EXERCISE GOAL: Retrieve each line that contains the word "String" from the entries below.

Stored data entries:
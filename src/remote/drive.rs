//! A Google-Drive-flavored [`RemoteStore`], sketched as a documented stub.
//!
//! A real Drive backend speaks the v3 REST API: OAuth2 bearer tokens,
//! `files.list` with a `q` filter on `appProperties`, multipart upload for
//! file creation. That HTTP surface, and the OAuth dance that produces the
//! token in the first place, are both out of scope here - this module only
//! carries enough shape to show where that client would plug into
//! [`RemoteStore`].
//!
//! A real implementation would read `token_path` (see [`crate::config`]),
//! refresh it against Google's token endpoint as needed, and issue requests
//! with an HTTP client such as `reqwest`.

use camino::Utf8Path;

use super::{FileUpdateResult, RemoteError, RemoteObject, RemoteStore};

pub struct DriveStore {
    #[allow(dead_code)]
    token_path: camino::Utf8PathBuf,
}

impl DriveStore {
    pub fn new(token_path: impl Into<camino::Utf8PathBuf>) -> Self {
        Self {
            token_path: token_path.into(),
        }
    }

    fn unimplemented(op: &str) -> RemoteError {
        RemoteError::Logical(format!(
            "the Drive backend doesn't implement {op} yet - only the filesystem backend \
             (remote.fs) is wired up in this build"
        ))
    }
}

impl RemoteStore for DriveStore {
    fn list_all(&self) -> Result<Vec<RemoteObject>, RemoteError> {
        Err(Self::unimplemented("files.list"))
    }

    fn create_folder(&self, _name: &str, _parent_id: Option<&str>) -> Result<String, RemoteError> {
        Err(Self::unimplemented("files.create (folder)"))
    }

    fn create_file(
        &self,
        _local_path: &Utf8Path,
        _parent_id: &str,
        _md5sum: &str,
    ) -> Result<String, RemoteError> {
        Err(Self::unimplemented("files.create (multipart upload)"))
    }

    fn update_file(&self, _local_path: &Utf8Path, _id: &str) -> Result<FileUpdateResult, RemoteError> {
        Err(Self::unimplemented("files.update"))
    }

    fn rename(
        &self,
        _id: &str,
        _old_parent_id: &str,
        _new_parent_id: &str,
        _new_name: &str,
    ) -> Result<(), RemoteError> {
        Err(Self::unimplemented("files.update (addParents/removeParents)"))
    }

    fn delete(&self, _id: &str) -> Result<(), RemoteError> {
        Err(Self::unimplemented("files.delete"))
    }

    fn find_by_name(&self, _name: &str) -> Result<Option<String>, RemoteError> {
        Err(Self::unimplemented("files.list (name filter)"))
    }
}
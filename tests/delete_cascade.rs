//! S6 - delete cascade: deleting a directory removes its whole subtree from
//! the AFS in one classifier step, and the applier only has to delete the
//! single remote object captured for the directory itself (the remote side
//! cascades the rest).

mod common;

use std::sync::Arc;

use camino::Utf8PathBuf;
use piledriver::afs::Tree;
use piledriver::pipeline::Applier;
use piledriver::remote::RemoteStore;
use piledriver::watch::{Classifier, EventCategory, MemoryNotifier, RawEvent, RawOp};
use tokio::sync::Mutex;

#[tokio::test]
async fn deleting_a_directory_removes_its_whole_subtree_and_one_remote_object() {
    let fx = common::fixture();
    let root_id = fx.store.create_folder("R", None).unwrap();
    let a_id = fx.store.create_folder("a", Some(&root_id)).unwrap();
    std::fs::write(fx.local_dir.path().join("placeholder"), b"unused").unwrap();

    let mut tree = Tree::new_tree(fx.local_dir.path().to_str().unwrap());
    tree.attach_id(&common::utf8(fx.local_dir.path().to_owned()), root_id)
        .unwrap();
    tree.add_path(&fx.local_path("a"), true).unwrap();
    tree.attach_id(&fx.local_path("a"), a_id.clone()).unwrap();
    tree.add_path(&fx.local_path("a/b"), false).unwrap();

    let mut notifier = MemoryNotifier::new();
    let mut classifier = Classifier::new();
    let event = classifier
        .classify(&mut tree, &mut notifier, RawEvent { path: fx.local_path("a"), op: RawOp::Remove })
        .expect("delete produces an event");
    assert_eq!(event.category, EventCategory::DirectoryDeleted);
    assert_eq!(event.doomed_remote_id.as_deref(), Some(a_id.as_str()));

    assert!(!tree.contains_path(&fx.local_path("a")));
    assert!(!tree.contains_path(&fx.local_path("a/b")));

    let store: Arc<dyn RemoteStore> = Arc::new(fx.store);
    let tree = Arc::new(Mutex::new(tree));
    Applier::new(store.clone(), tree).apply(event).await;

    let listing = store.list_all().unwrap();
    assert!(!listing.iter().any(|o| o.id == a_id));
    assert!(listing.iter().any(|o| o.name == "R"));
}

WRITTEN SOLUTION:
    fn create_folder(&self, _name: &str, _parent_id: Option<&str>) -> Result<String, RemoteError> {
    ) -> Result<String, RemoteError> {
    fn find_by_name(&self, _name: &str) -> Result<Option<String>, RemoteError> {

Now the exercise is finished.